BUDGET 2018 AND BEYOND

Reintroduction of LTCG tax won't impact equity market investments: Ranade

ajit-ranade-manorama Ajit Ranade delivers the 19th Malayala Manorama budget lecture in Kochi | via Manoramaonline

Stock markets fell not because of the introduction of LTCG tax, says Ajit Ranade

Contrary to the popular perception, the reintroduction of long-term capital gains (LTCG) tax in Budget 2018 by Finance Minister Arun Jaitley is a move in the positive direction for the economy, said noted economist Ajit Ranade.

"The reintroduction of long-term capital gains tax is a good move. Indian stock markets fell not because of the introduction of LTCG tax, but due to impact of other factors like interest rates and global market meltdowns," said Ranade at the 19th Malayala Manorama budget lecture 'Union Budget 2018 and Beyond' in Kochi.

"The rates are debatable, but the move is a positive one for the economy. There might be an initial blip in the stock markets. However, this will not affect stock market investments in the long term," he said. 
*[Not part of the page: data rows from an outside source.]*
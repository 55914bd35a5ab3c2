// External collaborators: roster source, match predictor, analysis store,
// custom team creation.
//
// The app talks to one `Backend`. The HTTP implementation targets the remote
// service; the local one serves CSV rosters and a SQLite analysis store so
// the board works offline.

pub mod http;
pub mod local;

use std::sync::Arc;

use anyhow::Context;
use async_trait::async_trait;
use lineup_core::analysis::{AnalysisSummary, SavedAnalysis};
use lineup_core::board::{PredictionRequest, PredictionResponse};
use lineup_core::custom_team::CustomTeam;
use lineup_core::player::Player;
use thiserror::Error;
use tracing::info;

use crate::config::Config;
use crate::db::Database;

pub use http::HttpBackend;
pub use local::{load_roster_csv, LocalBackend, RosterCsvError};

// ---------------------------------------------------------------------------
// Error type
// ---------------------------------------------------------------------------

#[derive(Debug, Error)]
pub enum BackendError {
    #[error("not authorized; check the token in config/credentials.toml")]
    Unauthorized,

    #[error("backend rejected the request: {0}")]
    Rejected(String),

    #[error("backend returned status {status}: {body}")]
    Status { status: u16, body: String },

    #[error("request failed: {0}")]
    Transport(String),

    #[error("unexpected response: {0}")]
    Decode(String),

    #[error("not found: {0}")]
    NotFound(String),

    #[error("{0} is not available offline")]
    Unavailable(&'static str),

    #[error("local storage error: {0}")]
    Storage(String),

    #[error(transparent)]
    Roster(#[from] RosterCsvError),
}

impl From<reqwest::Error> for BackendError {
    fn from(e: reqwest::Error) -> Self {
        if e.is_decode() {
            BackendError::Decode(e.to_string())
        } else {
            BackendError::Transport(e.to_string())
        }
    }
}

// ---------------------------------------------------------------------------
// Backend trait
// ---------------------------------------------------------------------------

#[async_trait]
pub trait Backend: Send + Sync {
    /// Names of the teams that can be selected.
    async fn list_teams(&self) -> Result<Vec<String>, BackendError>;

    async fn fetch_roster(&self, team: &str) -> Result<Vec<Player>, BackendError>;

    async fn predict(&self, request: &PredictionRequest)
        -> Result<PredictionResponse, BackendError>;

    /// Persist an analysis and return its id.
    async fn save_analysis(&self, analysis: &SavedAnalysis) -> Result<i64, BackendError>;

    async fn fetch_analysis(&self, id: i64) -> Result<SavedAnalysis, BackendError>;

    /// Analyses belonging to the configured owner.
    async fn list_analyses(&self) -> Result<Vec<AnalysisSummary>, BackendError>;

    /// Register a user-built team so it shows up in `list_teams`.
    async fn create_team(&self, team: &CustomTeam) -> Result<(), BackendError>;
}

/// Open the local SQLite store, creating its parent directory if needed.
/// Favourites live here whichever backend is in use.
pub fn open_store(config: &Config) -> anyhow::Result<Arc<Database>> {
    if let Some(parent) = config.db_path.parent() {
        if !parent.as_os_str().is_empty() {
            std::fs::create_dir_all(parent).with_context(|| {
                format!("failed to create database directory {}", parent.display())
            })?;
        }
    }
    let db_path = config.db_path.to_string_lossy();
    info!("Opening local store at {}", db_path);
    Ok(Arc::new(Database::open(&db_path)?))
}

/// Pick the remote backend when `backend.base_url` is configured, otherwise
/// the local one backed by `store`.
pub fn backend_from_config(
    config: &Config,
    store: Arc<Database>,
) -> anyhow::Result<Arc<dyn Backend>> {
    match &config.backend.base_url {
        Some(url) => {
            info!("Using remote backend at {}", url);
            let backend = HttpBackend::from_config(config)
                .with_context(|| format!("invalid backend.base_url {url:?}"))?;
            Ok(Arc::new(backend))
        }
        None => {
            info!(
                "Using local backend: rosters={}",
                config.rosters_dir.display()
            );
            Ok(Arc::new(LocalBackend::new(
                config.rosters_dir.clone(),
                store,
                config.backend.owner.clone(),
            )))
        }
    }
}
Commenting about the overall tone of the budget, Ranade said it rightfully took the path of restraining expenditure. "The budget had more politics and less economics." 

While a slew of rural appeasement measures were announced in the budget, the proposals to fund 22,000 village marts and giving tax holiday to farmer producer companies will hugely impact the agriculture population. "It's the first time we've a clear roadmap," noted Ranade on the tax holiday move.

At the same time, the government's move to provide health insurance cover for about 50 crore people, widely touted as ModiCare, may end up being a good political announcement but sans any good results if the insurance scheme is not interwoven with providing better delivery of health care, he said. 

However, the chief economist at the Aditya Birla group, noted that the budget had hardly anything in store for boosting private investment spending. "A zero per cent tax on exports might have been a welcome move," he added. 

Talking about the macroeconomics global cues, he said that it will be a "shame" if India is unable to leverage the recent high synchronised growth that global markets have gained.